You can connect to your redis instance of your site using the following in the server.js file:

"use strict";

const express = require('express');
const path = require('path');
const redis = require('redis');

var app = express();
let PORT = 3000;

function connectToDatabases(){
  let client = redis.createClient({host: 'http://127.0.0.1', port: 6379});
  client.on('connect', function(){
    console.log("Redis Connected");
  });
  client.auth("MyDatabasePassword");
  global.client = client;
}

connectToDatabases();

app.listen( PORT, function(){
    console.log("Server started listening on port: "+PORT);
});

We first require the redis module and connect to the database using redis.createClient() function in which we need to pass the host and port where the database is hosted. The connection object is stored in the client object which has an ‘connect’ event which is fired when connection is successful. 

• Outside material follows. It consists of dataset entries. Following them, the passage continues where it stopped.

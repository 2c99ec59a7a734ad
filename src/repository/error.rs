// ==========================================
// 车队维修返工分析系统 - 仓储层错误类型
// ==========================================
// 说明: 取数失败一律上抛, 由 API 层归为 DataAccess, 不重试
// ==========================================

use rusqlite::ErrorCode;
use thiserror::Error;

#[derive(Error, Debug)]
pub enum RepositoryError {
    #[error("无法打开数据库: {0}")]
    Open(String),

    /// 其他连接持有写锁且超过 busy_timeout
    #[error("数据库繁忙: {0}")]
    Busy(String),

    #[error("数据库锁获取失败: {0}")]
    LockError(String),

    #[error("数据库事务失败: {0}")]
    Transaction(String),

    /// 列值与期望类型不符（例如数量列存了文本）
    #[error("数据行无法解析: {0}")]
    CorruptRow(String),

    #[error("数据库查询失败: {0}")]
    Query(String),
}

impl From<rusqlite::Error> for RepositoryError {
    fn from(err: rusqlite::Error) -> Self {
        match &err {
            rusqlite::Error::SqliteFailure(e, _) => match e.code {
                ErrorCode::CannotOpen | ErrorCode::NotADatabase => {
                    RepositoryError::Open(err.to_string())
                }
                ErrorCode::DatabaseBusy | ErrorCode::DatabaseLocked => {
                    RepositoryError::Busy(err.to_string())
                }
                _ => RepositoryError::Query(err.to_string()),
            },
            rusqlite::Error::InvalidColumnType(..)
            | rusqlite::Error::FromSqlConversionFailure(..)
            | rusqlite::Error::IntegralValueOutOfRange(..) => {
                RepositoryError::CorruptRow(err.to_string())
            }
            _ => RepositoryError::Query(err.to_string()),
        }
    }
}

/// Result 类型别名
pub type RepositoryResult<T> = Result<T, RepositoryError>;

#[cfg(test)]
mod tests {
    use super::*;
    use rusqlite::Connection;

    #[test]
    fn test_type_mismatch_is_corrupt_row() {
        let conn = Connection::open_in_memory().unwrap();
        let err = conn
            .query_row("SELECT 'abc'", [], |row| row.get::<_, f64>(0))
            .unwrap_err();
        assert!(matches!(
            RepositoryError::from(err),
            RepositoryError::CorruptRow(_)
        ));
    }

    #[test]
    fn test_syntax_error_is_query_error() {
        let conn = Connection::open_in_memory().unwrap();
        let err = conn.execute("SELEC 1", []).unwrap_err();
        assert!(matches!(RepositoryError::from(err), RepositoryError::Query(_)));
    }
}
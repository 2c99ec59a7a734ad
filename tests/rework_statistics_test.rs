// ==========================================
// 统计与聚合测试
// ==========================================
// 覆盖: 任意维度聚合、Geral 均值汇总、按车型汇总、指标
// ==========================================


use fleet_rework_analytics::engine::{
    aggregate, aggregate_by_names, classify, correction_indicators, cumulative_days_to_correct,
    general_rollup, mean_rollup, mechanic_summary, model_rollup, monthly_general_rollup,
    rank_groups_by_rework, slowest_corrections, top_vehicles_by_days_to_correct, EngineError,
};
use fleet_rework_analytics::logging;
use fleet_rework_analytics::{ClassifiedOrder, Dimension, GroupKey, MinGapDays, WorkOrder};
use test_helpers::group_on_days;

fn key(values: &[&str]) -> GroupKey {
    GroupKey(values.iter().map(|v| v.to_string()).collect())
}

fn with_model(mut orders: Vec<WorkOrder>, model: &str) -> Vec<WorkOrder> {
    for o in &mut orders {
        o.model_description = Some(model.to_string());
    }
    orders
}

/// 车辆 A: 1 返工 + 1 纠正（50%）; 车辆 B: 4 次独立纠正（0%）
fn two_vehicle_fixture() -> Vec<ClassifiedOrder> {
    let mut orders = with_model(group_on_days("A", "TROCAR PNEU", &[0, 5]), "TORINO");
    orders.extend(with_model(
        group_on_days("B", "TROCAR PNEU", &[0, 50, 100, 150]),
        "VIALE",
    ));
    classify(&orders, MinGapDays::new(10).unwrap()).classified
}

#[test]
fn test_general_is_mean_of_group_percentages() {
    logging::init_test();
    println!("\n=== 测试：Geral 为各分组百分比的均值 ===");

    let classified = two_vehicle_fixture();

    let general = general_rollup(&classified, &[Dimension::Vehicle, Dimension::Service])
        .unwrap()
        .unwrap();
    assert_eq!(general.group_count, 2);
    assert_eq!(general.mean_perc_rework, Some(25.0));
    assert_eq!(general.mean_total, Some(3.0));

    // 样本标准差: [50, 0] → 25 * sqrt(2)
    let std = general.std_perc_rework.unwrap();
    assert!((std - 25.0 * 2f64.sqrt()).abs() < 1e-9);

    // 合并口径为 1/6, 与均值口径不同
    let pooled = aggregate(&classified, &[]);
    let pooled_rework = pooled[&GroupKey::overall()].perc_rework.unwrap();
    assert!((pooled_rework - 100.0 / 6.0).abs() < 1e-9);
    assert_ne!(general.mean_perc_rework, Some(pooled_rework));
}

#[test]
fn test_general_averages_vehicles_not_vehicle_services() {
    logging::init_test();

    // A: S1 一次修复, S2 两次返工后纠正 → 车辆 A 为 2/4 = 50%
    // B: S1 一次修复 → 0%
    let mut orders = group_on_days("A", "S1", &[0]);
    orders.extend(group_on_days("A", "S2", &[0, 1, 2]));
    orders.extend(group_on_days("B", "S1", &[0]));
    let classified = classify(&orders, MinGapDays::new(10).unwrap()).classified;

    let per_vehicle = general_rollup(&classified, &[Dimension::Vehicle])
        .unwrap()
        .unwrap();
    assert_eq!(per_vehicle.group_count, 2);
    assert_eq!(per_vehicle.mean_perc_rework, Some(25.0));

    // (车辆, 服务) 口径: (0 + 66.7 + 0) / 3
    let per_pair = general_rollup(&classified, &[Dimension::Vehicle, Dimension::Service])
        .unwrap()
        .unwrap();
    assert_eq!(per_pair.group_count, 3);
    assert!((per_pair.mean_perc_rework.unwrap() - 200.0 / 9.0).abs() < 1e-9);

    // 按月序列与 Geral 同口径
    let monthly = monthly_general_rollup(&classified);
    assert_eq!(monthly.len(), 1);
    assert_eq!(monthly[&key(&["2024-01"])].mean_perc_rework, Some(25.0));
}

#[test]
fn test_general_rollup_without_data() {
    let general = general_rollup(&[], &[Dimension::Vehicle]).unwrap();
    assert!(general.is_none());
}

#[test]
fn test_model_rollup_averages_vehicles_per_model() {
    logging::init_test();

    let mut orders = with_model(group_on_days("A", "S", &[0, 5]), "TORINO");
    orders.extend(with_model(group_on_days("C", "S", &[0, 1, 2, 3]), "TORINO"));
    orders.extend(with_model(group_on_days("B", "S", &[0]), "VIALE"));
    let classified = classify(&orders, MinGapDays::new(10).unwrap()).classified;

    let table = model_rollup(&classified);
    assert_eq!(table.len(), 2);

    // TORINO: A = 50%, C = 75% → 62.5
    let torino = &table[&key(&["TORINO"])];
    assert_eq!(torino.group_count, 2);
    assert_eq!(torino.mean_perc_rework, Some(62.5));

    let viale = &table[&key(&["VIALE"])];
    assert_eq!(viale.group_count, 1);
    assert_eq!(viale.mean_perc_rework, Some(0.0));
    assert_eq!(viale.std_perc_rework, None);
}

#[test]
fn test_mean_rollup_rejects_overlapping_dimensions() {
    let classified = two_vehicle_fixture();
    let err = mean_rollup(&classified, &[Dimension::Vehicle], &[Dimension::Vehicle]).unwrap_err();
    assert!(matches!(err, EngineError::OverlappingDimensions(_)));
}

#[test]
fn test_mean_rollup_by_month() {
    let classified = two_vehicle_fixture();
    let table = mean_rollup(&classified, &[Dimension::Month], &[Dimension::Vehicle]).unwrap();

    // 2024-01: A 两单（50%）+ B 第 0 天（0%）
    let january = &table[&key(&["2024-01"])];
    assert_eq!(january.group_count, 2);
    assert_eq!(january.mean_perc_rework, Some(25.0));

    let total_groups: usize = table.values().map(|r| r.group_count).sum();
    assert!(total_groups >= 2);
}

#[test]
fn test_aggregate_by_arbitrary_dimensions() {
    logging::init_test();

    let classified = two_vehicle_fixture();
    let table = aggregate_by_names(&classified, &["model_description", "vehicle_id"]).unwrap();

    assert_eq!(table.len(), 2);
    let a = &table[&key(&["TORINO", "A"])];
    assert_eq!(a.total, 2);
    assert_eq!(a.rework, 1);
    assert_eq!(a.correction, 1);
    assert_eq!(a.perc_rework, Some(50.0));

    let b = &table[&key(&["VIALE", "B"])];
    assert_eq!(b.total, 4);
    assert_eq!(b.first_time_correction, 4);
    assert_eq!(b.perc_first_time, Some(100.0));

    // 各分组计数之和等于总数
    let total: usize = table.values().map(|r| r.total).sum();
    assert_eq!(total, classified.len());
}

#[test]
fn test_aggregate_unknown_dimension() {
    let classified = two_vehicle_fixture();
    let err = aggregate_by_names(&classified, &["workshop", "garage"]).unwrap_err();
    assert_eq!(err, EngineError::UnknownDimension("garage".to_string()));
}

#[test]
fn test_missing_dimension_value_groups_as_unspecified() {
    let mut orders = group_on_days("A", "S", &[0]);
    orders[0].workshop = None;
    let classified = classify(&orders, MinGapDays::new(10).unwrap()).classified;

    let table = aggregate(&classified, &[Dimension::Workshop]);
    assert!(table.contains_key(&key(&["UNSPECIFIED"])));
}

#[test]
fn test_rank_groups_by_rework() {
    let classified = two_vehicle_fixture();
    let table = aggregate(&classified, &[Dimension::Vehicle]);
    let ranking = rank_groups_by_rework(&table, 1);

    assert_eq!(ranking.len(), 1);
    assert_eq!(ranking[0].key, key(&["A"]));
}

#[test]
fn test_correction_indicators_and_rankings() {
    logging::init_test();

    let mut orders = group_on_days("A", "S", &[0, 5, 9]);
    orders.extend(group_on_days("B", "S", &[0, 2]));
    orders.extend(group_on_days("C", "S", &[0]));
    let classified = classify(&orders, MinGapDays::new(10).unwrap()).classified;

    // 纠正: A 9 天 / 2 单, B 2 天 / 1 单, C 0 天 / 0 单
    let indicators = correction_indicators(&classified);
    assert_eq!(indicators.correction_count, 3);
    assert_eq!(indicators.mean_orders_to_correct, Some(1.0));
    let mean_days = indicators.mean_days_to_correct.unwrap();
    assert!((mean_days - 11.0 / 3.0).abs() < 1e-9);

    let curve = cumulative_days_to_correct(&classified);
    assert_eq!(curve.last().map(|p| p.cumulative_percentage), Some(100.0));
    assert!(curve
        .windows(2)
        .all(|w| w[0].days_to_correct < w[1].days_to_correct));

    let top = top_vehicles_by_days_to_correct(&classified, 2);
    assert_eq!(top.len(), 2);
    assert_eq!(top[0].vehicle_id, "A");
    assert_eq!(top[0].total_days_to_correct, 9);

    let slowest = slowest_corrections(&classified, 1);
    assert_eq!(slowest[0].order.vehicle_id, "A");
    assert_eq!(slowest[0].days_to_correct, Some(9));
}

#[test]
fn test_mechanic_summary() {
    let mut orders = group_on_days("A", "S", &[0, 5]);
    orders.extend(group_on_days("B", "S", &[0]));
    orders[2].mechanic_id = Some("9001".to_string());
    let classified = classify(&orders, MinGapDays::new(10).unwrap()).classified;

    // 3041: A 的两单（50%）; 9001: B 一单（0%）
    let summary = mechanic_summary(&classified);
    assert_eq!(summary.mechanic_count, 2);
    assert_eq!(summary.mean_perc_rework, Some(25.0));
    assert_eq!(summary.mean_orders, Some(1.5));
    assert_eq!(summary.mechanics[0].key, key(&["3041"]));
}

If your database has a password, then you can login using client.auth() which accepts a password for authenticating the database.  The problem with this module is that for executing queries, we need the client object. Hence we make the client object a global object so that all the files can access it without the need to reconnect.

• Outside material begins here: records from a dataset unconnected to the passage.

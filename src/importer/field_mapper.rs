// ==========================================
// 车队维修返工分析系统 - 字段映射器
// ==========================================
// 职责: 源表头 → 领域字段映射 + 类型转换
// 源表头: 工单系统导出的葡语列名, 同时接受 snake_case 英文列名
// ==========================================

use crate::domain::parts::PartUsage;
use crate::domain::work_order::{parse_timestamp, WorkOrder};
use crate::importer::error::{ImportError, ImportResult};
use crate::importer::file_parser::RawRecord;
use chrono::NaiveDate;

// 表头别名（已大写）
const ORDER_ID: &[&str] = &["NUMERO DA OS", "ORDER_ID", "OS"];
const VEHICLE_ID: &[&str] = &["CODIGO DO VEICULO", "VEHICLE_ID"];
const SERVICE: &[&str] = &["DESCRICAO DO SERVICO", "SERVICE_DESCRIPTION"];
const MODEL: &[&str] = &["DESCRICAO DO MODELO", "MODEL_DESCRIPTION"];
const WORKSHOP: &[&str] = &["DESCRICAO DA OFICINA", "WORKSHOP"];
const SECTION: &[&str] = &["DESCRICAO DA SECAO", "SECTION"];
const MECHANIC: &[&str] = &["COLABORADOR QUE EXECUTOU O SERVICO", "MECHANIC_ID"];
const START_TIME: &[&str] = &["DATA INICIO SERVIÇO", "DATA INICIO SERVICO", "START_TIME"];
const CLOSE_TIME: &[&str] = &["DATA DE FECHAMENTO DO SERVICO", "CLOSE_TIME"];

const EQUIPMENT: &[&str] = &["EQUIPAMENTO", "EQUIPMENT"];
const PART: &[&str] = &["PRODUTO", "PECA", "PART"];
const QUANTITY: &[&str] = &["QUANTIDADE", "QUANTITY"];
const VALUE: &[&str] = &["VALOR", "VALUE"];
const USAGE_DATE: &[&str] = &["DATA", "DATA_TROCA", "DATE"];

/// 文件内容类型（按表头识别）
#[derive(Debug, Clone, Copy, PartialEq, Eq)]
pub enum RecordLayout {
    WorkOrders,
    PartsLedger,
}

impl RecordLayout {
    /// 按首行表头识别; 都不匹配返回 None
    pub fn detect(first: &RawRecord) -> Option<Self> {
        let has = |aliases: &[&str]| aliases.iter().any(|a| first.contains_key(*a));
        if has(VEHICLE_ID) && has(SERVICE) {
            Some(RecordLayout::WorkOrders)
        } else if has(EQUIPMENT) && has(QUANTITY) {
            Some(RecordLayout::PartsLedger)
        } else {
            None
        }
    }
}

fn get_string(row: &RawRecord, aliases: &[&str]) -> Option<String> {
    aliases
        .iter()
        .filter_map(|alias| row.get(*alias))
        .map(|v| v.trim())
        .find(|v| !v.is_empty())
        .map(str::to_string)
}

fn require(row: &RawRecord, aliases: &[&str], row_number: usize) -> ImportResult<String> {
    get_string(row, aliases).ok_or_else(|| ImportError::RequiredFieldMissing {
        row: row_number,
        field: aliases[0].to_string(),
    })
}

/// 解析数值; 兼容逗号小数点
fn parse_f64(row: &RawRecord, aliases: &[&str], row_number: usize) -> ImportResult<f64> {
    match get_string(row, aliases) {
        None => Ok(0.0),
        Some(value) => value
            .replace(',', ".")
            .parse::<f64>()
            .map_err(|_| ImportError::InvalidValue {
                row: row_number,
                field: aliases[0].to_string(),
                value,
            }),
    }
}

/// 工单行映射
///
/// 时间戳无法解析时保留为 None（分类时排除并计数）, 不视为导入失败
pub fn map_work_order(row: &RawRecord, row_number: usize) -> ImportResult<WorkOrder> {
    Ok(WorkOrder {
        order_id: require(row, ORDER_ID, row_number)?,
        vehicle_id: require(row, VEHICLE_ID, row_number)?,
        service_description: require(row, SERVICE, row_number)?,
        model_description: get_string(row, MODEL),
        workshop: get_string(row, WORKSHOP),
        section: get_string(row, SECTION),
        mechanic_id: get_string(row, MECHANIC),
        start_time: get_string(row, START_TIME).as_deref().and_then(parse_timestamp),
        close_time: get_string(row, CLOSE_TIME).as_deref().and_then(parse_timestamp),
        parts_used: None,
    })
}

/// 备件台账行映射
pub fn map_part_usage(row: &RawRecord, row_number: usize) -> ImportResult<PartUsage> {
    let raw_date = require(row, USAGE_DATE, row_number)?;
    let date = NaiveDate::parse_from_str(&raw_date, "%Y-%m-%d")
        .ok()
        .or_else(|| parse_timestamp(&raw_date).map(|t| t.date()))
        .ok_or_else(|| ImportError::InvalidValue {
            row: row_number,
            field: USAGE_DATE[0].to_string(),
            value: raw_date.clone(),
        })?;

    Ok(PartUsage {
        order_id: require(row, ORDER_ID, row_number)?,
        equipment: require(row, EQUIPMENT, row_number)?,
        part: get_string(row, PART).unwrap_or_default(),
        quantity: parse_f64(row, QUANTITY, row_number)?,
        value: parse_f64(row, VALUE, row_number)?,
        date,
    })
}

#[cfg(test)]
mod tests {
    use super::*;

    fn row(pairs: &[(&str, &str)]) -> RawRecord {
        pairs
            .iter()
            .map(|(k, v)| (k.to_string(), v.to_string()))
            .collect()
    }

    #[test]
    fn test_map_work_order_with_source_headers() {
        let r = row(&[
            ("NUMERO DA OS", "OS-77"),
            ("CODIGO DO VEICULO", "50123"),
            ("DESCRICAO DO SERVICO", "TROCAR LAMPADA"),
            ("DESCRICAO DA OFICINA", ""),
            ("DATA INICIO SERVIÇO", "2024-01-03 08:00:00"),
            ("DATA DE FECHAMENTO DO SERVICO", "sem data"),
        ]);
        let order = map_work_order(&r, 2).unwrap();
        assert_eq!(order.order_id, "OS-77");
        assert_eq!(order.workshop, None);
        assert!(order.start_time.is_some());
        assert!(order.close_time.is_none());
    }

    #[test]
    fn test_missing_vehicle_is_rejected() {
        let r = row(&[("ORDER_ID", "OS-1"), ("SERVICE_DESCRIPTION", "X")]);
        let err = map_work_order(&r, 5).unwrap_err();
        assert!(matches!(err, ImportError::RequiredFieldMissing { row: 5, .. }));
    }

    #[test]
    fn test_map_part_usage() {
        let r = row(&[
            ("OS", "OS-1"),
            ("EQUIPAMENTO", "50123"),
            ("PRODUTO", "PASTILHA"),
            ("QUANTIDADE", "2"),
            ("VALOR", "35,50"),
            ("DATA", "2024-02-10"),
        ]);
        assert_eq!(RecordLayout::detect(&r), Some(RecordLayout::PartsLedger));
        let part = map_part_usage(&r, 2).unwrap();
        assert_eq!(part.quantity, 2.0);
        assert_eq!(part.value, 35.5);
        assert_eq!(part.year_month(), "2024-02");
    }

    #[test]
    fn test_bad_quantity_is_rejected() {
        let r = row(&[
            ("NUMERO DA OS", "OS-1"),
            ("EQUIPAMENTO", "50123"),
            ("QUANTIDADE", "duas"),
            ("DATA", "2024-02-10"),
        ]);
        let err = map_part_usage(&r, 9).unwrap_err();
        assert!(matches!(err, ImportError::InvalidValue { row: 9, ref value, .. } if value == "duas"));
    }

    #[test]
    fn test_detect_layout() {
        let r = row(&[("VEHICLE_ID", "1"), ("SERVICE_DESCRIPTION", "X")]);
        assert_eq!(RecordLayout::detect(&r), Some(RecordLayout::WorkOrders));
        assert_eq!(RecordLayout::detect(&row(&[("FOO", "1")])), None);
    }
}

Querying using this module is very simple. Suppose you want to store a key value pair:


client.set(<key>, <string value>, function(err, reply){
  // err object is null of successful
  // reply contains the response from the datase
});

// For storing hset
client.hset(<key>, <set_key>, <value>, function(err, reply) {...});

To retrieve the values:
client.get(<key>, function(err, values){...});

There are many other function available at their official documentation. These methods are very simple to understand.

MySQL
The module for MySQL is very similar to the redis one. Install the module by using:

> npm install --save mysql                                                                                      

Write the following in server.js file:

"use strict";

const express = require('express');
const path = require('path');
const mysql = require('mysql');

var app = express();
let PORT = 3000;

function connectToDatabases(){
  let connection = mysql.createConnection({
    host: '127.0.0.1',
    user: <username>,
    password: <databasePassword>,
    database: 'myDatabase'
  });
  connection.connect();
  global.connection = connection;
}

connectToDatabases();

app.listen( PORT, function(){
    console.log("Server started listening on port: "+PORT);
});

As with redis, we create a connection object by passing the host, username, password and database name to the mysql library. Then make this connection object global.

To execute various queries on the database use:


connection.query("SELECT * FROM Person", function(err, results){ .. });

Results is a matrix containing the result in table form.

This is how you connect to various databases in NodeJS. There are connectors for other databases as well which you can find on npmjs. If you do not use connectors from npmjs, you would need to write C level database interfacing code and interact with it.